パラメータ名 | デフォルト値 | 説明 |
---|---|---|
RetentionDays |
180 | ログの保持期間(日数) |
RetentionDaysForAccessLogs |
180 | S3 アクセスログの保持期間(日数) |
TransitionDays |
90 | 低頻度アクセスストレージクラス(IA)などへの移行を開始するまでの日数 |
TransitionToGlacier |
No | S3 Glacier Flexible Retrieval ストレージクラスへの移行有無(No: 移行しない) |
これらのパラメータが存在するため、スタックセットのパラメータ値を変更して更新すれば、ライフサイクルルールをカスタマイズできるのではないかと考えました。実際にパラメータを変更してスタックセットを更新したところ、一時的には S3 バケットのライフサイクルルールが変更されることを確認できました。
しかし、この方法には後述する重要な注意点が存在します。
注意点:Control Tower 管理リソースの変更について
前述の方法で CloudFormation パラメータを変更することは可能ですが、以下の理由から推奨されず、恒久的な解決策とはなりません。
- Control Tower 管理リソース変更の非推奨
AWS の公式ドキュメントには、以下のガイダンスが記載されています。
AWS Control Tower によって作成されたリソースを変更または削除しないでください。
- ランディングゾーン更新による設定のリセット
Control Tower の重要な操作の一つに「ランディングゾーンの更新」があります。この操作を実行すると、Control Tower は管理下の環境(OU 構成、ガードレール、共有アカウントのリソースなど)を最新のベストプラクティスや設定に準拠させようとします。このプロセスの一環として、AWSControlTowerLoggingResources
などの CloudFormation スタックセットが Control Tower のデフォルト設定に基づいて再デプロイされることがあります。
実際に、CloudFormation パラメータを直接変更してライフサイクルルールをカスタマイズした後、ランディングゾーンの更新を実行したところ、変更した設定がリセットされ、元のデフォルト状態に戻ってしまうことを確認しました。

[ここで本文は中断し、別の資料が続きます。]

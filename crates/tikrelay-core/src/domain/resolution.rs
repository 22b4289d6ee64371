//! Result of resolving a source URL through the metadata API.

use serde_json::Value;

use crate::ports::ResolverError;

/// What one `resolve` call produced.
///
/// `succeeded == false` means every attempt returned a payload with a bad
/// status code (or the last attempt did); transport failures on the final
/// attempt are reported as `Err(ResolverError)` instead and never reach this
/// type.
#[derive(Debug, Clone, PartialEq)]
pub struct ResolutionResult {
    /// Whether a payload with the success sentinel was obtained.
    pub succeeded: bool,
    /// `data.play` from a successful payload, if present.
    pub direct_media_url: Option<String>,
    /// The last payload observed (`Null` if the body was empty or not JSON).
    pub raw_payload: Value,
    /// Number of calls made to the resolution API.
    pub attempts: u8,
}

impl ResolutionResult {
    /// Build a successful result, extracting `data.play` from the payload.
    pub fn success(payload: Value, attempts: u8) -> Self {
        let direct_media_url = payload
            .get("data")
            .and_then(|data| data.get("play"))
            .and_then(Value::as_str)
            .filter(|play| !play.is_empty())
            .map(str::to_string);

        Self {
            succeeded: true,
            direct_media_url,
            raw_payload: payload,
            attempts,
        }
    }

    /// Build a result for retries exhausted on bad payloads.
    pub const fn exhausted(last_payload: Value, attempts: u8) -> Self {
        Self {
            succeeded: false,
            direct_media_url: None,
            raw_payload: last_payload,
            attempts,
        }
    }

    /// The direct media URL, or the reason there is none.
    ///
    /// A successful payload without `data.play` is terminal: it yields
    /// [`ResolverError::NoMediaUrl`] rather than anything retryable.
    pub fn direct_media_url(&self) -> Result<&str, ResolverError> {
        if !self.succeeded {
            return Err(ResolverError::Exhausted {
                attempts: self.attempts,
                last_payload: self.raw_payload.clone(),
            });
        }
        self.direct_media_url
            .as_deref()
            .ok_or(ResolverError::NoMediaUrl)
    }
}
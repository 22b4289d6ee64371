//! Domain types for the relay pipeline.
//!
//! All of these are request-scoped values; nothing here outlives a single
//! HTTP request.

mod outcome;
mod resolution;
mod source_url;

pub use outcome::{RelayOutcome, ResolutionCause};
pub use resolution::ResolutionResult;
pub use source_url::{InvalidSourceUrl, SourceUrl, is_valid_tiktok_url};
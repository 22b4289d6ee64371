//! Reqwest-backed media source.
//!
//! The timeout covers establishing the stream (up to response headers), not
//! the whole transfer; stalled bodies are caught by the client's read timeout.

use std::time::Duration;

use async_trait::async_trait;
use futures_util::{StreamExt, TryStreamExt};
use reqwest::Client;
use reqwest::header::{CONTENT_TYPE, HeaderMap};
use tikrelay_core::{MediaSourcePort, MediaStream, RelayError, RelaySettings};
use tracing::debug;

/// Opens streaming GETs to direct media URLs.
#[derive(Clone)]
pub struct ReqwestMediaSource {
    client: Client,
    timeout: Duration,
}

impl ReqwestMediaSource {
    /// Create a media source sharing `client`'s connection pool.
    pub fn new(client: Client, settings: &RelaySettings) -> Self {
        Self {
            client,
            timeout: settings.request_timeout(),
        }
    }
}

fn classify(err: &reqwest::Error) -> RelayError {
    if err.is_timeout() || err.is_connect() || err.is_request() {
        RelayError::Unreachable {
            message: err.to_string(),
        }
    } else {
        RelayError::Request {
            message: err.to_string(),
        }
    }
}

fn content_type(headers: &HeaderMap) -> Option<String> {
    headers
        .get(CONTENT_TYPE)
        .and_then(|v| v.to_str().ok())
        .map(str::to_string)
}

#[async_trait]
impl MediaSourcePort for ReqwestMediaSource {
    async fn open(&self, url: &str) -> Result<MediaStream, RelayError> {
        let send = self.client.get(url).send();
        let response = match tokio::time::timeout(self.timeout, send).await {
            Ok(Ok(response)) => response,
            Ok(Err(e)) => return Err(classify(&e)),
            Err(_) => {
                return Err(RelayError::Unreachable {
                    message: format!("no response within {:?}", self.timeout),
                });
            }
        };

        let status = response.status();
        if !status.is_success() {
            return Err(RelayError::UpstreamStatus {
                status: status.as_u16(),
            });
        }

        let content_type = content_type(response.headers());
        let content_length = response.content_length();
        debug!(
            target: "tikrelay.relay",
            status = status.as_u16(),
            content_type = ?content_type,
            content_length = ?content_length,
            "Media stream established"
        );

        let body = response
            .bytes_stream()
            .map_err(|e| RelayError::Stream {
                message: e.to_string(),
            })
            .boxed();

        Ok(MediaStream {
            content_type,
            content_length,
            body,
        })
    }
}
//! `tikrelay` binary - the composition root.

use tikrelay_proxy::{ServerConfig, shutdown_signal, start_server};
use tokio_util::sync::CancellationToken;
use tracing_subscriber::EnvFilter;

/// Initialize tracing. Log level is controlled by `RUST_LOG` (default: info).
fn init_tracing() {
    let env_filter = EnvFilter::try_from_default_env().unwrap_or_else(|_| EnvFilter::new("info"));

    tracing_subscriber::fmt()
        .with_env_filter(env_filter)
        .compact()
        .try_init()
        .ok(); // Ignore error if already initialized
}

#[tokio::main]
async fn main() -> anyhow::Result<()> {
    // Load environment variables
    dotenvy::dotenv().ok();

    init_tracing();

    let config = ServerConfig::from_env()?;
    let shutdown = CancellationToken::new();
    tokio::spawn(shutdown_signal(shutdown.clone()));

    start_server(config, shutdown).await
}
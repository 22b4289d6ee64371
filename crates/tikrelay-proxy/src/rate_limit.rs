//! Per-client-IP rate limiting.
//!
//! A keyed governor token bucket holding `max_requests` cells, one of which
//! comes back per `window`. No client gets more than `max_requests` through
//! within any window. Requests without connection info share one bucket.

use std::net::{IpAddr, Ipv4Addr, SocketAddr};
use std::num::NonZeroU32;
use std::sync::Arc;
use std::time::Duration;

use axum::extract::{ConnectInfo, Request, State};
use axum::middleware::Next;
use axum::response::{IntoResponse, Response};
use governor::{DefaultKeyedRateLimiter, Quota};
use thiserror::Error;
use tracing::warn;

use crate::error::HttpError;

/// Keyed limiter shared by all connections.
pub type ClientRateLimiter = DefaultKeyedRateLimiter<IpAddr>;

/// Rate limit configuration.
#[derive(Debug, Clone, Copy, PartialEq, Eq)]
pub struct RateLimitConfig {
    /// Requests allowed per client within `window`.
    pub max_requests: u32,
    /// No window of this length admits more than `max_requests`.
    pub window: Duration,
}

impl Default for RateLimitConfig {
    fn default() -> Self {
        Self {
            max_requests: 100,
            window: Duration::from_secs(15 * 60),
        }
    }
}

/// A rate limit that cannot be enforced.
#[derive(Debug, Clone, Copy, PartialEq, Eq, Error)]
pub enum InvalidRateLimit {
    #[error("rate limit must allow at least one request")]
    ZeroRequests,
    #[error("rate limit window must be longer than zero")]
    ZeroWindow,
}

impl RateLimitConfig {
    /// Burst of `max_requests`, replenished one cell per `window`.
    ///
    /// A bucket admits its burst plus one cell per elapsed period, so any
    /// period shorter than the window would let more than `max_requests`
    /// through within one window.
    pub fn quota(&self) -> Result<Quota, InvalidRateLimit> {
        let burst = NonZeroU32::new(self.max_requests).ok_or(InvalidRateLimit::ZeroRequests)?;
        let quota = Quota::with_period(self.window).ok_or(InvalidRateLimit::ZeroWindow)?;
        Ok(quota.allow_burst(burst))
    }

    /// Build the limiter. Use `None` in [`crate::ServerConfig`] to disable limiting.
    pub fn build(&self) -> Result<Arc<ClientRateLimiter>, InvalidRateLimit> {
        Ok(Arc::new(ClientRateLimiter::keyed(self.quota()?)))
    }
}

fn client_ip(request: &Request) -> IpAddr {
    request
        .extensions()
        .get::<ConnectInfo<SocketAddr>>()
        .map_or(IpAddr::V4(Ipv4Addr::UNSPECIFIED), |ConnectInfo(addr)| {
            addr.ip()
        })
}

/// Middleware rejecting requests over quota with 429.
pub async fn enforce(
    State(limiter): State<Arc<ClientRateLimiter>>,
    request: Request,
    next: Next,
) -> Response {
    let ip = client_ip(&request);
    if limiter.check_key(&ip).is_err() {
        warn!(client = %ip, path = %request.uri().path(), "Rate limit exceeded");
        return HttpError::TooManyRequests("Too many requests, please try again later".to_string())
            .into_response();
    }
    next.run(request).await
}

現状、Control Tower のコンソールからライフサイクルルールのストレージクラス移行を設定する機能は提供されていません。また、公式ドキュメントなどを調査しましたが、ランディングゾーン更新後も CloudFormation パラメータの変更を永続的に保持する方法は見当たりませんでした。
まとめ
今回、AWS Control Tower が自動作成するログアーカイブ用 S3 バケットのライフサイクルルールを変更できるか調査しました。
結論として、以下の通りです。
- オブジェクトの保存日数の変更
- Control Tower コンソールからサポートされており、変更可能です。
- オブジェクトのストレージクラスの移行設定
- Control Tower コンソールからの変更はサポートされていません。基盤となる CloudFormation スタックセットのパラメータを直接変更することで一時的な設定変更は可能ですが、ランディングゾーンの更新時に設定がリセットされてしまうため、恒久的な変更はできません。また、Control Tower の管理外でのリソース変更は非推奨です。
ストレージコスト最適化のためにストレージクラス移行を行いたい場合は、Control Tower の今後のアップデートを待つか、Control Tower の管理外で別途ログを転送・処理する仕組みを検討する必要があります。